### WORK REQUIRED
Within the data that follows, set down exactly the lines from the one containing "#[derive(Debug, Default)]" through the one containing "DateTime<Utc>) -> Option<Arc<CachedWeatherEntry>>", both ends included.

### INFORMATION GIVEN
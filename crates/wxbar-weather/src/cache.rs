//! In-memory result caches keyed by location.
//!
//! Both caches evict lazily: an entry is only checked, and dropped, when it is
//! looked up. There is no capacity bound and no background sweep.

use chrono::{DateTime, Duration, Utc};
use parking_lot::Mutex;
use std::collections::HashMap;
use std::sync::Arc;

use crate::types::{CachedWeatherEntry, LocationKey};

/// Default lifetime of a weather result.
pub const DEFAULT_TTL_SECS: i64 = 600;

/// Default suppression window after a failed lookup.
pub const DEFAULT_COOLDOWN_SECS: i64 = 600;

/// Positive cache: resolved location plus weather, valid until `expires_at`.
#[derive(Debug, Default)]
pub struct WeatherCache {
    entries: Mutex<HashMap<LocationKey, Arc<CachedWeatherEntry>>>,
}

impl WeatherCache {
    pub fn new() -> Self {
        Self::default()
    }

    /// Live entry for `key`, evicting it first if it has expired.
    pub fn get(&self, key: &LocationKey) -> Option<Arc<CachedWeatherEntry>> {
        self.get_at(key, Utc::now())
    }

    pub fn get_at(&self, key: &LocationKey, now: DateTime<Utc>) -> Option<Arc<CachedWeatherEntry>> {
        let mut entries = self.entries.lock();
        let entry = Arc::clone(entries.get(key)?);
        if entry.is_expired_at(now) {
            tracing::debug!(location = %key, "Evicting expired weather entry");
            entries.remove(key);
            return None;
        }
        Some(entry)
    }

    /// Insert or replace the entry for `key`.
    pub fn set(&self, key: LocationKey, entry: Arc<CachedWeatherEntry>) {
        self.entries.lock().insert(key, entry);
    }

    pub fn delete(&self, key: &LocationKey) -> bool {
        self.entries.lock().remove(key).is_some()
    }

    /// Number of stored entries, stale ones included.
    pub fn len(&self) -> usize {
        self.entries.lock().len()
    }

    pub fn is_empty(&self) -> bool {
        self.len() == 0
    }
}

/// Negative cache: when a location last failed to resolve.
#[derive(Debug)]
pub struct NegativeCache {
    cooldown: Duration,
    failures: Mutex<HashMap<LocationKey, DateTime<Utc>>>,
}

impl Default for NegativeCache {
    fn default() -> Self {
        Self::new(Duration::seconds(DEFAULT_COOLDOWN_SECS))
    }
}

impl NegativeCache {
    pub fn new(cooldown: Duration) -> Self {
        Self {
            cooldown,
            failures: Mutex::new(HashMap::new()),
        }
    }

    pub fn cooldown(&self) -> Duration {
        self.cooldown
    }

    /// Failure time for `key` if it is still inside the cooldown window.
    pub fn get(&self, key: &LocationKey) -> Option<DateTime<Utc>> {
        self.get_at(key, Utc::now())
    }

    pub fn get_at(&self, key: &LocationKey, now: DateTime<Utc>) -> Option<DateTime<Utc>> {
        let mut failures = self.failures.lock();
        let failed_at = *failures.get(key)?;
        if now >= failed_at + self.cooldown {
            tracing::debug!(location = %key, "Negative entry cooled down");
            failures.remove(key);
            return None;
        }
        Some(failed_at)
    }

    pub fn is_suppressed(&self, key: &LocationKey) -> bool {
        self.get(key).is_some()
    }

    /// Record (or refresh) a failure for `key`.
    pub fn set(&self, key: LocationKey, failed_at: DateTime<Utc>) {
        self.failures.lock().insert(key, failed_at);
    }

    pub fn record_failure(&self, key: LocationKey) {
        self.set(key, Utc::now());
    }

    pub fn delete(&self, key: &LocationKey) -> bool {
        self.failures.lock().remove(key).is_some()
    }

    pub fn len(&self) -> usize {
        self.failures.lock().len()
    }

    pub fn is_empty(&self) -> bool {
        self.len() == 0
    }
}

### RESPONSE TO THIS TASK
#[derive(Debug, Default)]
pub struct WeatherCache {
    entries: Mutex<HashMap<LocationKey, Arc<CachedWeatherEntry>>>,
}

impl WeatherCache {
    pub fn new() -> Self {
        Self::default()
    }

    /// Live entry for `key`, evicting it first if it has expired.
    pub fn get(&self, key: &LocationKey) -> Option<Arc<CachedWeatherEntry>> {
        self.get_at(key, Utc::now())
    }

    pub fn get_at(&self, key: &LocationKey, now: DateTime<Utc>) -> Option<Arc<CachedWeatherEntry>> {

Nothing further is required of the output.